* _REQUIRED WORK_:
Of the lines below, write out exactly those from the line with "pub fn pair_loss(scores: [&Array1<f32>;" through the line with "let softmax_grad = ((logits[k]", both included, and skip the rest.

* _INPUT DATA_:
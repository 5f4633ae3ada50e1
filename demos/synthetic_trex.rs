//! Example: learning a reward function from synthetic ranked demonstrations
//!
//! Pass a JSON `TrexConfig` path as the first argument to override the
//! built-in settings.

use std::path::{Path, PathBuf};

use anyhow::Context;
use rand::rngs::StdRng;
use rand::SeedableRng;

use trex_core::synthetic::{demonstrations, SyntheticSpec};
use trex_core::{config, logging, ExecutionContext};
use trex_learn::{
    learn_reward, FileCheckpoint, RewardNetConfig, SamplerConfig, TrainerConfig, TrexConfig,
};

#[tokio::main]
async fn main() -> anyhow::Result<()> {
    logging::init();

    let config = match std::env::args().nth(1) {
        Some(path) => config::load_json::<TrexConfig>(Path::new(&path))
            .await
            .with_context(|| format!("loading config from {path}"))?,
        None => TrexConfig {
            sampler: SamplerConfig {
                num_snippets: 500,
                min_snippet_len: 5,
                max_snippet_len: 15,
            },
            trainer: TrainerConfig {
                num_epochs: 3,
                learning_rate: 1e-3,
                checkpoint_every: 250,
                ..TrainerConfig::default()
            },
            network: RewardNetConfig {
                hidden_dims: vec![16],
                ..RewardNetConfig::default()
            },
            context: ExecutionContext::seeded(0),
        },
    };

    let mut rng = StdRng::seed_from_u64(config.context.seed.unwrap_or(0));
    let returns = [7.0, 1.0, 12.0, 4.0, 9.0];
    let demos = demonstrations(&returns, &SyntheticSpec::default(), &mut rng)?;

    let out_dir = std::env::temp_dir().join("trex-demo");
    tokio::fs::create_dir_all(&out_dir).await?;
    let output: PathBuf = out_dir.join("reward.params");
    let checkpoint = FileCheckpoint::new(out_dir.join("checkpoint.params"));

    let outcome = learn_reward(demos, &config, &checkpoint, &output).await?;

    println!("\nResults:");
    for (actual, predicted) in &outcome.predicted_returns {
        println!("  true return {actual:6.2}  predicted {predicted:10.4}");
    }
    println!("  Training accuracy: {:.3}", outcome.train_accuracy);
    println!("  Pairs processed: {}", outcome.stats.pairs_processed);
    println!("  Parameters saved to {}", output.display());

    Ok(())
}
//! Pairwise ranking training
//!
//! Each pair is a two-way classification: the logits are the predicted
//! returns of the two snippets and the target is the position of the snippet
//! from the better demonstration. An L1 term on the per-frame scores keeps
//! reward magnitudes from growing without bound.

use ndarray::Array1;
use rand::seq::SliceRandom;
use serde::{Deserialize, Serialize};
use tracing::{debug, info, warn};

use trex_core::{
    CumulativeReturn, ExecutionContext, Result, RewardModel, TrainingPair, TrexError,
};

use crate::checkpoint::CheckpointSink;
use crate::network::Trainable;
use crate::optim::{Adam, AdamConfig};

/// RNG stream used to shuffle pairs between epochs
pub const SHUFFLE_STREAM: u64 = 3;

/// Trainer configuration
#[derive(Debug, Clone, Copy, PartialEq, Serialize, Deserialize)]
#[serde(default)]
pub struct TrainerConfig {
    /// Passes over the full pair set
    pub num_epochs: usize,
    /// Adam step size
    pub learning_rate: f32,
    /// Adam L2 weight decay
    pub weight_decay: f32,
    /// Weight of the summed absolute frame scores in the loss
    pub l1_coefficient: f32,
    /// Pairs between checkpoints, counted across epochs
    pub checkpoint_every: usize,
}

impl Default for TrainerConfig {
    fn default() -> Self {
        Self {
            num_epochs: 5,
            learning_rate: 5e-5,
            weight_decay: 0.0,
            l1_coefficient: 0.0,
            checkpoint_every: 1000,
        }
    }
}

/// Summary of a training run
#[derive(Debug, Clone, Default, PartialEq, Serialize, Deserialize)]
pub struct TrainingStats {
    /// Gradient steps taken
    pub pairs_processed: usize,
    /// Mean loss of every epoch
    pub epoch_losses: Vec<f64>,
    /// Checkpoints handed to the sink successfully
    pub checkpoints_written: usize,
    /// Checkpoints the sink failed to persist
    pub checkpoint_failures: usize,
}

/// Loss of one pair and the gradient of that loss w.r.t. each frame score
#[derive(Debug, Clone)]
pub struct PairLoss {
    /// Cross-entropy plus magnitude penalty
    pub loss: f64,
    /// Magnitude penalty alone
    pub penalty: f64,
    /// dLoss/dScore for the frames of each snippet
    pub score_grads: [Array1<f32>; 2],
}

/// Cross-entropy on `[R0, R1]` plus `l1_coefficient * (|r|_0 + |r|_1)`
pub fn pair_loss(scores: [&Array1<f32>; 2], label: usize, l1_coefficient: f32) -> Result<PairLoss> {
    let returns = scores.map(|s| CumulativeReturn::from_scores(s.iter().copied()));
    let logits = [returns[0].sum, returns[1].sum];

    let max = logits[0].max(logits[1]);
    let log_sum_exp = max + ((logits[0] - max).exp() + (logits[1] - max).exp()).ln();
    let cross_entropy = log_sum_exp - logits[label];
    let penalty = f64::from(l1_coefficient) * (returns[0].sum_abs + returns[1].sum_abs);
    let loss = cross_entropy + penalty;

    if !loss.is_finite() {
        return Err(TrexError::Computation(format!(
            "non-finite loss (logits {logits:?}, penalty {penalty})"
        )));
    }

    let score_grads = [0, 1].map(|k| {
        let target = if k == label { 1.0 } else { 0.0 };
        let softmax_grad = ((logits[k] - log_sum_exp).exp() - target) as f32;
        scores[k].mapv(|r| {
            let sign = if r > 0.0 {
                1.0
            } else if r < 0.0 {
                -1.0
            } else {
                0.0
            };
            softmax_grad + l1_coefficient * sign
        })
    });

    Ok(PairLoss {
        loss,
        penalty,
        score_grads,
    })
}

/// Trains a reward model on labelled snippet pairs
#[derive(Debug, Clone)]
pub struct PairwiseRankingTrainer {
    config: TrainerConfig,
}

impl PairwiseRankingTrainer {
    /// Create a trainer
    pub fn new(config: TrainerConfig) -> Result<Self> {
        if !(config.learning_rate > 0.0) {
            return Err(TrexError::Config(format!(
                "learning_rate must be positive, got {}",
                config.learning_rate
            )));
        }
        if config.weight_decay < 0.0 || config.l1_coefficient < 0.0 {
            return Err(TrexError::Config(
                "weight_decay and l1_coefficient must be non-negative".to_string(),
            ));
        }
        if config.checkpoint_every == 0 {
            return Err(TrexError::Config(
                "checkpoint_every must be at least 1".to_string(),
            ));
        }
        Ok(Self { config })
    }

    /// Trainer configuration
    #[must_use]
    pub fn config(&self) -> &TrainerConfig {
        &self.config
    }

    /// Train `model` in place.
    ///
    /// Every pair is checked against the model's frame shape before the first
    /// step, so a malformed pair fails the run without touching parameters.
    /// Checkpoint failures are logged and counted but do not stop training.
    pub async fn train<M, S>(
        &self,
        model: &mut M,
        pairs: &[TrainingPair],
        ctx: &ExecutionContext,
        checkpoint: &S,
    ) -> Result<TrainingStats>
    where
        M: Trainable,
        S: CheckpointSink<M> + ?Sized,
    {
        Self::check_pairs(model, pairs)?;
        debug!(device = ?ctx.device, seed = ?ctx.seed, "training context");

        let mut optimizer = Adam::new(AdamConfig {
            learning_rate: self.config.learning_rate,
            weight_decay: self.config.weight_decay,
            ..AdamConfig::default()
        });
        let mut rng = ctx.rng_for(SHUFFLE_STREAM);
        let mut order: Vec<usize> = (0..pairs.len()).collect();
        let mut stats = TrainingStats::default();
        let mut window_loss = 0.0;

        info!(
            pairs = pairs.len(),
            epochs = self.config.num_epochs,
            "training reward model"
        );

        for epoch in 0..self.config.num_epochs {
            order.shuffle(&mut rng);
            let mut epoch_loss = 0.0;

            for (i, &idx) in order.iter().enumerate() {
                let step = self.step(model, &mut optimizer, &pairs[idx])?;
                epoch_loss += step.loss;
                window_loss += step.loss;
                stats.pairs_processed += 1;
                metrics::increment_counter!("trex_pairs_processed_total");

                if stats.pairs_processed % self.config.checkpoint_every == 0 {
                    info!(
                        epoch,
                        step = i,
                        loss = window_loss,
                        magnitude_penalty = step.penalty,
                        "checkpointing"
                    );
                    metrics::gauge!("trex_window_loss", window_loss);
                    metrics::gauge!("trex_magnitude_penalty", step.penalty);
                    window_loss = 0.0;

                    match checkpoint.save(model).await {
                        Ok(()) => stats.checkpoints_written += 1,
                        Err(e) => {
                            warn!(error = %e, "checkpoint failed, continuing");
                            stats.checkpoint_failures += 1;
                        }
                    }
                }
            }

            let mean_loss = if pairs.is_empty() {
                0.0
            } else {
                epoch_loss / pairs.len() as f64
            };
            debug!(epoch, mean_loss, "epoch finished");
            stats.epoch_losses.push(mean_loss);
        }

        info!(pairs_processed = stats.pairs_processed, "finished training");
        Ok(stats)
    }

    fn check_pairs<M: RewardModel>(model: &M, pairs: &[TrainingPair]) -> Result<()> {
        let expected = model.frame_shape();
        for (i, pair) in pairs.iter().enumerate() {
            for snippet in pair.snippets() {
                expected
                    .ensure_batch(&snippet.frames.view())
                    .map_err(|e| e.for_entry(format!("pair {i}")))?;
            }
        }
        Ok(())
    }

    fn step<M: Trainable>(
        &self,
        model: &mut M,
        optimizer: &mut Adam,
        pair: &TrainingPair,
    ) -> Result<PairLoss> {
        let (scores_0, cache_0) = model.forward_cached(&pair.snippet(0).frames.view())?;
        let (scores_1, cache_1) = model.forward_cached(&pair.snippet(1).frames.view())?;

        let result = pair_loss([&scores_0, &scores_1], pair.label(), self.config.l1_coefficient)?;

        let mut gradient = model.backward(&cache_0, &result.score_grads[0].view())?;
        let gradient_1 = model.backward(&cache_1, &result.score_grads[1].view())?;
        for (g, g1) in gradient.iter_mut().zip(&gradient_1) {
            *g += g1;
        }

        let mut params = model.parameters();
        optimizer.step(&mut params, &gradient)?;
        model.set_parameters(&params)?;

        Ok(result)
    }
}
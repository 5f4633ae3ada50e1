//! Offline evaluation of learned reward models
//!
//! Reads catalogs of trained reward models and held-out demonstrations,
//! filters both by metadata constraints, and measures how well each model's
//! predicted trajectory return tracks the ground-truth return:
//! - Catalog parsing and constraint filtering
//! - Pearson and Spearman correlation
//! - Persisted reports, run manifests, and grouping by catalog field

#![warn(missing_docs)]
#![warn(clippy::all)]
#![warn(clippy::pedantic)]
#![allow(clippy::module_name_repetitions)]

pub mod catalog;
pub mod correlation;
pub mod report;
pub mod stats;

// Re-export evaluation components
pub use catalog::{Catalog, CatalogEntry, Constraint, Constraints};
pub use correlation::{AnalyzerConfig, CorrelationAnalyzer};
pub use report::{CatalogKind, CorrelationReport, GroupSummary, RunManifest, SkippedEntry};
pub use stats::{pearson, spearman};

/// Prelude module for convenient imports
pub mod prelude {
    pub use crate::{
        AnalyzerConfig, Catalog, Constraints, CorrelationAnalyzer, CorrelationReport,
    };
    pub use trex_core::prelude::*;
}
//! Learning reward functions from ranked demonstrations
//!
//! This crate provides the learning half of T-REX:
//! - Snippet-pair sampling under the return ordering
//! - An MLP reward network with manual backpropagation
//! - Pairwise ranking training with Adam and checkpointing
//! - Accuracy and predicted-return evaluation

#![warn(missing_docs)]
#![warn(clippy::all)]
#![warn(clippy::pedantic)]
#![allow(clippy::module_name_repetitions)]

pub mod checkpoint;
pub mod evaluator;
pub mod network;
pub mod optim;
pub mod pipeline;
pub mod sampler;
pub mod trainer;

// Re-export learning components
pub use network::{ForwardCache, RewardNet, RewardNetConfig, Trainable};
pub use sampler::{SamplerConfig, SnippetSampler};
pub use trainer::{PairwiseRankingTrainer, TrainerConfig, TrainingStats};

// Re-export utilities
pub use checkpoint::{CheckpointSink, FileCheckpoint, NoCheckpoint};
pub use evaluator::{accuracy, predict_reward_sequence, predict_traj_return};
pub use optim::{Adam, AdamConfig};
pub use pipeline::{learn_reward, LearningOutcome, TrexConfig};

/// Prelude module for convenient imports
pub mod prelude {
    pub use crate::{
        learn_reward, PairwiseRankingTrainer, RewardNet, RewardNetConfig, SamplerConfig,
        SnippetSampler, TrainerConfig, TrexConfig,
    };
    pub use trex_core::prelude::*;
}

* _RESULT BELOW_:
pub fn pair_loss(scores: [&Array1<f32>; 2], label: usize, l1_coefficient: f32) -> Result<PairLoss> {
    let returns = scores.map(|s| CumulativeReturn::from_scores(s.iter().copied()));
    let logits = [returns[0].sum, returns[1].sum];

    let max = logits[0].max(logits[1]);
    let log_sum_exp = max + ((logits[0] - max).exp() + (logits[1] - max).exp()).ln();
    let cross_entropy = log_sum_exp - logits[label];
    let penalty = f64::from(l1_coefficient) * (returns[0].sum_abs + returns[1].sum_abs);
    let loss = cross_entropy + penalty;

    if !loss.is_finite() {
        return Err(TrexError::Computation(format!(
            "non-finite loss (logits {logits:?}, penalty {penalty})"
        )));
    }

    let score_grads = [0, 1].map(|k| {
        let target = if k == label { 1.0 } else { 0.0 };
        let softmax_grad = ((logits[k] - log_sum_exp).exp() - target) as f32;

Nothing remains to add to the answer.